I have run out of adjectives to describe what is happening in our land. To secure passage of the budget we had to refer to the highly comic action of replacing a senator who was tested positive for the corona virus with a retired parliamentarian; all of this to ensure a quorum of eight members in parliament.
Fancy stuff indeed. Did the framers of the constitution have this kind of thing in mind? The question remains, why was the budget debate not delayed enabling participation by all members of parliament given the fact that eight members on the government side had tested positive for the virus. There was such an urgency to have everything completed within the week that two ministers were unable to make their contribution and the Minister of Finance to do his final rebuttal. I am not sure about the reasons for the urgency.
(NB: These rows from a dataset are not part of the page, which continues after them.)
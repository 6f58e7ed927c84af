//! Production wiring of the indexing service bundle

use std::sync::Arc;

use roomdex_common::{initialize_environment, initialize_tracing};
use roomdex_config::{ApplicationConfig, Validate};
use roomdex_embeddings::HttpEmbeddingGenerator;
use roomdex_meta_data::{PgDataroomRepository, create_pool, run_migrations};
use roomdex_processing::{PresignClient, TextDocumentProcessor};
use roomdex_queue::{QueueManager, RedisStore};
use roomdex_vector_data::QdrantVectorStorage;

use crate::flags::StaticFlagService;
use crate::services::IndexingServices;
use crate::task::TokioTaskRunner;

/// Builds the production service graph from environment configuration
pub struct ServiceFactory;

impl ServiceFactory {
    /// Construct all real backends and the task runner
    ///
    /// Loads `ApplicationConfig` from the environment, validates it, runs
    /// database migrations, and wires Redis, Postgres, the presign client,
    /// the embedding endpoint, and Qdrant together.
    ///
    /// # Errors
    ///
    /// Returns an error if configuration is invalid or any backend cannot
    /// be reached during startup.
    pub async fn production() -> anyhow::Result<(Arc<IndexingServices>, TokioTaskRunner)> {
        initialize_environment();
        initialize_tracing();

        let config = ApplicationConfig::from_env();
        config.validate()?;

        let pool = create_pool(&config.database).await?;
        run_migrations(&pool).await?;
        let repository = Arc::new(PgDataroomRepository::new(pool));

        let store = Arc::new(RedisStore::new(&config.redis)?);
        let queue = QueueManager::new(store, &config.redis);

        let services = Arc::new(IndexingServices {
            queue,
            repository,
            retrieval: Arc::new(PresignClient::new(&config.storage)),
            processor: Arc::new(TextDocumentProcessor::new(
                config.embedding.max_chunk_tokens,
            )),
            embedder: Arc::new(HttpEmbeddingGenerator::new(&config.embedding)?),
            vectors: Arc::new(QdrantVectorStorage::new(&config.vector_storage)?),
            flags: Arc::new(StaticFlagService::default()),
            config: config.indexing.clone(),
        });

        let runner = TokioTaskRunner::new(&services.config);
        Ok((services, runner))
    }
}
We should become aware that pompousness and high-handedness will not always carry the day. There was so much pomp about the kinds of masks that should be worn and where members of the Opposition who were either unvaccinated or did not declare their status, should sit even though tested negative for the virus. Behind all of this was supposed to be health concerns for those vaccinated. But then like a slap in the face with irony at a height it turned out that eight members on the other side of the fence who were vaccinated, had contracted the virus. Now this is not something that one should laugh about because we now know that vaccinated or unvaccinated, it is possible to contract the virus and even pass it on.
What the past two or three months should have taught us is that things are changing rapidly, and we are learning more about the virus and vaccines every day. Protocols have to be constantly reviewed, therefore how could one be high and mighty about something that is not under our control and about which we are in a learning stage. This is not to question the call for people to be vaccinated, but our approach is what I have always questioned. I note from a survey commissioned by UNICEF that SVG has the most vaccine hesitant population among six Caribbean countries. Of 800 persons surveyed 58 percent or 464 were vaccinated. It means that 42 percent or 336 would have provided information about their reluctance to be vaccinated. “A change in communication strategies appears to be the main recommendation for SVG as it relates to vaccine hesitancy among its population.” (Searchlight January 18, 2022) The report suggests that “Communication strategies need to speak to key concerns, target the demographic profile of the unvaccinated and hone the use of non-governmental personalities and influences.”
In most of my columns in which I touched on the vaccine issue I stressed the need to emphasise education and to have a good communication strategy. This might be the way to go but I have to smile. Do we have non-governmental personalities? This is of course a rhetorical question. The point is that people in this country are classified politically based on what they say or do.
And that is the crux of the matter. To say certain things makes you either pro-government or anti-government. And there the story ends!
The report makes some interesting revelations. Twenty-five percent felt the vaccine was developed too quickly and they did not know what was in it and considered it to be unsafe. This is a matter that should be easily answered by the medical authorities. It is quite ironic too because most of us who go to a doctor take whatever is given to us and hardly ask questions. It is perhaps good that the vaccines currently being used are forcing people to finally ask questions. Sixteen percent were unsure about long-term effects. At the moment there might not be an answer to this. Consideration must also be given to the 14 percent that said they did not trust the government or medical authorities. Of concern is that 65 percent said that their views of taking the vaccine have not changed over time. Add to this the 24 percent that are now less likely to get vaccinated, and there is a hell of a task ahead. At least however, one is not groping in the dark. We are in the meantime becoming more and more confused, having difficulty trying to assess all the information with which we are bombarded from social and traditional media. Let us hope very soon there will be light at the end of the tunnel.